2. Materials and Methods
2.1. Sample Collection and Molecular Diagnostic Assays
Convenience clinical samples were collected between January and February 2022 from individuals suspected of SARS-CoV-2 infection and were included in our genomic surveillance framework for real-time monitoring of circulating SARS-CoV-2 variants in the region [5]. Nasopharyngeal swabs were utilized to extract viral RNA, which was subsequently subjected to analysis using the Charité SARS-CoV2 (E/RP) assay provided by Bio-Manguinhos. This assay specifically targeted the E gene and was made available by the Brazilian Ministry of Health (BrMoH) and the Pan-American Health Organization.
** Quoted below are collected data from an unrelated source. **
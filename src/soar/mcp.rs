use std::sync::atomic::{AtomicU64, Ordering};
use std::time::Duration;

use anyhow::Context;
use async_trait::async_trait;
use serde::Deserialize;
use serde_json::{Value, json};

use super::{OrchestrationRequest, OrchestrationResult, SoarClient};
use crate::config::OrchestrationProtocol;
use crate::errors::{FailureKind, ProviderError};

const TOOL_NAME: &str = "orchestrate_response";
const METHOD_NOT_FOUND: i64 = -32601;
const INVALID_PARAMS: i64 = -32602;

/// SOAR tool server spoken to over JSON-RPC 2.0 `tools/call`.
pub struct McpSoarClient {
    client: reqwest::Client,
    endpoint: String,
    next_id: AtomicU64,
}

#[derive(Debug, Deserialize)]
struct RpcReply {
    #[serde(default)]
    result: Option<ToolResult>,
    #[serde(default)]
    error: Option<RpcError>,
}

#[derive(Debug, Deserialize)]
struct RpcError {
    code: i64,
    message: String,
}

#[derive(Debug, Deserialize)]
#[serde(rename_all = "camelCase")]
struct ToolResult {
    #[serde(default)]
    content: Vec<ContentItem>,
    #[serde(default)]
    is_error: bool,
}

#[derive(Debug, Deserialize)]
struct ContentItem {
    #[serde(rename = "type")]
    kind: String,
    #[serde(default)]
    text: Option<String>,
}

impl McpSoarClient {
    pub fn new(endpoint: &str) -> anyhow::Result<Self> {
        let client = reqwest::Client::builder()
            .user_agent(concat!("alertflow/", env!("CARGO_PKG_VERSION")))
            .build()
            .context("Failed to build HTTP client for SOAR mcp")?;
        Ok(Self {
            client,
            endpoint: endpoint.to_string(),
            next_id: AtomicU64::new(1),
        })
    }

    fn envelope(&self, request: &OrchestrationRequest) -> Result<Value, ProviderError> {
        let arguments = serde_json::to_value(request).map_err(|e| {
            ProviderError::terminal(FailureKind::InvalidInput, format!("unserializable request: {e}"))
        })?;
        Ok(json!({
            "jsonrpc": "2.0",
            "id": self.next_id.fetch_add(1, Ordering::Relaxed),
            "method": "tools/call",
            "params": {"name": TOOL_NAME, "arguments": arguments},
        }))
    }

    fn interpret(reply: RpcReply) -> Result<OrchestrationResult, ProviderError> {
        if let Some(err) = reply.error {
            let message = format!("JSON-RPC error {}: {}", err.code, err.message);
            return Err(match err.code {
                METHOD_NOT_FOUND => ProviderError::terminal(FailureKind::Unsupported, message),
                INVALID_PARAMS => ProviderError::terminal(FailureKind::InvalidInput, message),
                _ => ProviderError::transient(FailureKind::Network, message),
            });
        }

        let result = reply.result.ok_or_else(|| {
            ProviderError::terminal(FailureKind::InvalidResponse, "reply carries neither result nor error")
        })?;

        let text = result
            .content
            .iter()
            .find(|item| item.kind == "text")
            .and_then(|item| item.text.as_deref())
            .ok_or_else(|| {
                ProviderError::terminal(FailureKind::InvalidResponse, "tool result has no text content")
            })?;

        if result.is_error {
            return Err(ProviderError::terminal(FailureKind::InvalidInput, text.to_string()));
        }

        serde_json::from_str(text).map_err(|e| {
            ProviderError::terminal(
                FailureKind::InvalidResponse,
                format!("tool text is not an orchestration result: {e}"),
            )
        })
    }
}

#[async_trait]
impl SoarClient for McpSoarClient {
    fn protocol(&self) -> OrchestrationProtocol {
        OrchestrationProtocol::Mcp
    }

    async fn orchestrate(
        &self,
        request: &OrchestrationRequest,
        timeout: Duration,
    ) -> Result<OrchestrationResult, ProviderError> {
        let body = self.envelope(request)?;
        let resp = self
            .client
            .post(&self.endpoint)
            .timeout(timeout)
            .json(&body)
            .send()
            .await
            .map_err(|e| ProviderError::from_reqwest(&e))?;

        let status = resp.status();
        if !status.is_success() {
            let text = resp.text().await.unwrap_or_default();
            return Err(ProviderError::from_status(status.as_u16(), &text));
        }

        let reply: RpcReply = resp.json().await.map_err(|e| {
            ProviderError::terminal(FailureKind::InvalidResponse, format!("malformed JSON-RPC reply: {e}"))
        })?;
        Self::interpret(reply)
    }
}

#[cfg(test)]
mod tests {
    use super::*;

    fn parse(raw: Value) -> Result<OrchestrationResult, ProviderError> {
        McpSoarClient::interpret(serde_json::from_value(raw).unwrap())
    }

    #[test]
    fn test_text_content_is_decoded() {
        let result = parse(json!({
            "jsonrpc": "2.0",
            "id": 1,
            "result": {"content": [{"type": "text", "text": "{\"status\":\"completed\",\"actions\":[{\"action\":\"block_ip\",\"target\":\"1.2.3.4\"}],\"summary\":\"ok\"}"}]}
        }))
        .unwrap();
        assert_eq!(result.status, "completed");
        assert_eq!(result.actions[0].target.as_deref(), Some("1.2.3.4"));
    }

    #[test]
    fn test_method_not_found_is_terminal() {
        let err = parse(json!({"error": {"code": -32601, "message": "no such method"}})).unwrap_err();
        assert!(!err.is_transient());
        assert_eq!(err.kind(), FailureKind::Unsupported);
    }

    #[test]
    fn test_server_error_is_transient() {
        let err = parse(json!({"error": {"code": -32000, "message": "busy"}})).unwrap_err();
        assert!(err.is_transient());
    }

    #[test]
    fn test_tool_error_flag_is_terminal() {
        let err = parse(json!({
            "result": {"content": [{"type": "text", "text": "unknown alert"}], "isError": true}
        }))
        .unwrap_err();
        assert!(!err.is_transient());
        assert_eq!(err.message(), "unknown alert");
    }

    #[test]
    fn test_envelope_shape() {
        let client = McpSoarClient::new("http://soar.local/mcp").unwrap();
        let request = OrchestrationRequest {
            alert_id: "A1".into(),
            organization_id: "org".into(),
            alert: json!({}),
            iocs: Vec::new(),
            playbook: None,
            requested_by: None,
        };
        let first = client.envelope(&request).unwrap();
        let second = client.envelope(&request).unwrap();
        assert_eq!(first["method"], "tools/call");
        assert_eq!(first["params"]["name"], TOOL_NAME);
        assert_eq!(first["params"]["arguments"]["alert_id"], "A1");
        assert_ne!(first["id"], second["id"]);
    }
}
The samples were collected for both diagnostic purposes and whole genome sequencing analysis.
2.2. cDNA Synthesis and Whole-Genome Sequencing
Samples were chosen for sequencing based on a Ct value (≤30) and the availability of epidemiological metadata, including the date of sample collection, sex, age, and municipality of residence. The SARS-CoV-2 genomic libraries were prepared using nanopore sequencing. Complementary DNA (cDNA) synthesis was performed using the SuperScript IV Reverse Transcriptase kit (Invitrogen, Waltham, MA, USA) following the manufacturer’s instructions. The generated cDNA underwent multiplex PCR sequencing using the Q5 High-Fidelity Hot-Start DNA Polymerase (New England Biolabs, Ipswich, MA, USA) and a set of specific primers designed by the ARTIC Network for sequencing the complete SARS-CoV-2 genome (Artic Network version 3) (Quick, J, 2020). PCR conditions have been previously reported [3]. All experiments were conducted within a biosafety level 2 cabinet. Amplicons were purified using 1× AMPure XP beads (Beckman Coulter, Pasadena, CA, USA) and quantified with a Qubit 3.0 fluorimeter (ThermoFisher, Waltham, MA, USA) using the Qubit dsDNA HS assay kit (ThermoFisher). DNA library preparation was carried out using the ligation sequencing kit LSK109 (Oxford Nanopore Technologies, Oxford, UK) and the native barcoding kit (NBD104 and NBD114, Oxford Nanopore Technologies). The prepared sequencing libraries were loaded onto an R9.4 flow cell (Oxford Nanopore Technologies). In each sequencing run, negative controls were included to prevent and detect possible contamination, with a mean coverage of less than 2%.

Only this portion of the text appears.